【ニュース】産総研 動く物体の形状を高速・高精度で計測する手法を開発 秒2000コマ撮影、顕微鏡による微細構造の計測も可能に
2012.8.30 UP
写真2 上段:入力画像/下段:形状計測結果
写真3水面の波の計測
写真4 ボールヒッティングの計測
写真5 顕微鏡画像を使った米国1セント硬貨形状計測
■鹿児島大学、広島市立大学と共同開発
独立行政法人 産業技術総合研究所(以下、産総研)は、鹿児島大学などと共同で、運動・変形する物体表面の形状を高速・高精度・高密度に計測する手法を開発した。
格子状のパターン光をモデルに投影し、その状態をカメラで撮影することで、モデルの3次元形状を計測するもの。高速度カメラを使うことで、速く運動・変形する物体も計測可能という。運動する人体の測定が可能になることで、運動解析や衣料への応用、衣服のモデリング、衝突実験による材料・構造物の解析などで利用可能だ。
共同実験を行ったのは、産総研 知能システム研究部門 サービスロボティクス研究グループ の佐川立昌研究員と、鹿児島大学 大学院理工学研究科(工学系) 情報生体システム工学専攻の川崎洋教授、そして、広島市立大学大学院情報科学研究科知能工学専攻の古川 亮 准教授、同青木広宙特任准教授の4名。
同技術は、2012年8月6日~8日に福岡で開催される第15回画像の認識・理解シンポジウム(MIRU)および2012年8月28日~9月1日に米国サンディエゴで開催されるThe 34th Annual International Conference of the IEEE Engineering in Medicine and Biology Society (EMBC2012)で発表された。
■パターン光を投影することで立体形状を把握
画像処理によって物体(モデル)の表面に投影されたパターン光による波線を検出し、線がどのようにつながっているかを示す交点グラフを作成する。各交点は、投影したパターンと撮影した カメラ画像で1対1に対応するので、交点の3次元位置が計測できるというしくみ。画像のすべての画素について交点を補間し、計算した形状が画像と一致するように最適化すれば、高密度な形状を生成することができる。
今回発表された技術の大きな特徴は、画像処理と高速度カメラを組み合わせることで、1秒あたりに取得できるデータの数が飛躍的に増えたこと。また、格子状のパターンを用いることでデータの精度や密度を高めることができるようになった点にある。顕微鏡を用いた微細構造の立体形状の検出も可能になるなど、これにより、用途が格段に広がると期待されている。

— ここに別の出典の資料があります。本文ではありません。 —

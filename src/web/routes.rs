use axum::{
    routing::{get, post},
    Router,
};
use std::sync::Arc;

use super::handlers;
use super::state::AppState;

// API Routes - natural language to SQL
pub fn api_routes() -> Router<Arc<AppState>> {
    Router::new()
        .route("/generate-sql", post(handlers::api::generate_sql))
        .route("/execute-sql", post(handlers::api::execute_sql))
        .route("/status", get(handlers::api::system_status))
}
use bincode::{config, encode_into_std_write, Decode, Encode};
use blake3::KEY_LEN;
use rand_core::{CryptoRng, RngCore};

use crate::bits::BitBuf;
use crate::constants::{COMMITMENT_CONTEXT, HASH_SIZE_BYTES};
use crate::error::Error;

/// The key a commitment was made under.
///
/// Revealing it alongside a value lets anyone check that value against its commitment.
#[derive(Debug, Clone, Default, PartialEq, Eq, Encode, Decode)]
pub struct Decommitment([u8; KEY_LEN]);

impl Decommitment {
    fn random<R: RngCore + CryptoRng>(rng: &mut R) -> Self {
        let mut out = [0u8; KEY_LEN];
        rng.fill_bytes(&mut out);
        Self(out)
    }
}

/// A commitment to some value.
///
/// Commitments to every party's view and starting state are published, and
/// absorbed into the transcript, before the challenge exists. Whatever the
/// challenge leaves closed then stays bound without being revealed.
#[derive(Debug, Clone, PartialEq, Eq, Encode, Decode)]
pub struct Commitment([u8; HASH_SIZE_BYTES]);

impl Commitment {
    pub fn as_bytes(&self) -> &[u8; HASH_SIZE_BYTES] {
        &self.0
    }

    /// The commitment as bits, for absorbing into a transcript.
    pub fn to_bits(&self) -> BitBuf {
        BitBuf::from_bytes(&self.0)
    }
}

fn make_commitment<T: Encode>(decommitment: &Decommitment, value: &T) -> Result<Commitment, Error> {
    let mut hasher = blake3::Hasher::new_keyed(&decommitment.0);
    hasher.update(COMMITMENT_CONTEXT);
    encode_into_std_write(value, &mut hasher, config::standard())?;
    let mut out = [0u8; HASH_SIZE_BYTES];
    hasher.finalize_xof().fill(&mut out);
    Ok(Commitment(out))
}

/// Commit to the bincode encoding of `value` under a fresh random key.
///
/// The commitment can be published right away; the decommitment opens it later.
pub fn commit<T: Encode, R: RngCore + CryptoRng>(
    rng: &mut R,
    value: &T,
) -> Result<(Commitment, Decommitment), Error> {
    let decommitment = Decommitment::random(rng);
    let commitment = make_commitment(&decommitment, value)?;
    Ok((commitment, decommitment))
}

/// Check whether `commitment` opens to `value` under `decommitment`.
pub fn decommit<T: Encode>(
    value: &T,
    commitment: &Commitment,
    decommitment: &Decommitment,
) -> Result<bool, Error> {
    let recommitment = make_commitment(decommitment, value)?;
    Ok(recommitment == *commitment)
}

#[cfg(test)]
mod test {
    use super::*;

    use proptest::prelude::*;
    use rand_core::OsRng;

    proptest! {
        #[test]
        fn test_commit_then_decommit(x in any::<u64>()) {
            let (com, decom) = commit(&mut OsRng, &x).unwrap();
            assert!(decommit(&x, &com, &decom).unwrap());
        }
    }

    proptest! {
        #[test]
        fn test_commit_to_different_values(x in any::<u64>(), y in any::<u64>()) {
            let (com, decom) = commit(&mut OsRng, &x).unwrap();
            assert!(x == y || !decommit(&y, &com, &decom).unwrap());
        }
    }

    #[test]
    fn test_wrong_decommitment_fails() {
        let (com, _) = commit(&mut OsRng, &7u64).unwrap();
        assert!(!decommit(&7u64, &com, &Decommitment::default()).unwrap());
    }

    #[test]
    fn test_bits_cover_the_hash() {
        let (com, _) = commit(&mut OsRng, &1u8).unwrap();
        let bits = com.to_bits();
        assert_eq!(bits.len(), 8 * HASH_SIZE_BYTES);
        assert_eq!(bits.get(0).map(bool::from), Some(com.as_bytes()[0] & 1 == 1));
    }
}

■服装のしわから、水面の形状変化、バットにボールが衝突する形状変化も測定可能
産総研、鹿児島大学、広島市立大学では、これまで形状計測技術をマルチメディア、医療、材料解析、サービスロボット、ロボット安全技術などのさまざまな分野に応用することを目指した研究を進めており、その一環としてパターン光投影に基づいた形状計測技術の開発に取り組んできたという。
この研究開発の一部は、総務省戦略的情報通信研究開発制度ICTイノベーション創出型研究開発「4次元メディアシステムの研究開発 (平成22~24年度)」および、内閣府 最先端・次世代研究開発支援プログラム「人体の内外表面形状すべてをリアルタイム計測するシステム~表情筋の動き計測から腸内壁の形状取得まで~(平成22~25年度)」の支援を受けて行った。
写真3は、水面にパターン投影できるようにした水槽の中で波を起こし、その形状変化を計測したもの。250コマ/秒で撮影することで、複雑に 変化する波の形状を捉えられる。写真4は、バットでボールを打った瞬間のボールの形状変化を2000コマ/秒の高速度で撮影して計測した結果。ボールが バットに接している時間は非常に短いが、ボールが潰れている様子がよくわかる。
また、衣服のしわや、手の細かな 形状も計測できる。従来のモーションキャプチャシステムでは数十点の位置を計測するのに対して、この技術では、数万点の位置を高密度に計測し、しわの動きのデータも取得できる。また、市販ゲームに用いられているあるセンサーでは、1~2 cmの誤差があるのに対し、この技術では1~2 mmの誤差と高精度で計測できる。
今後は計算機の性能を向上させ、撮影しながら形状を得るリアルタイム計測をめざしているという。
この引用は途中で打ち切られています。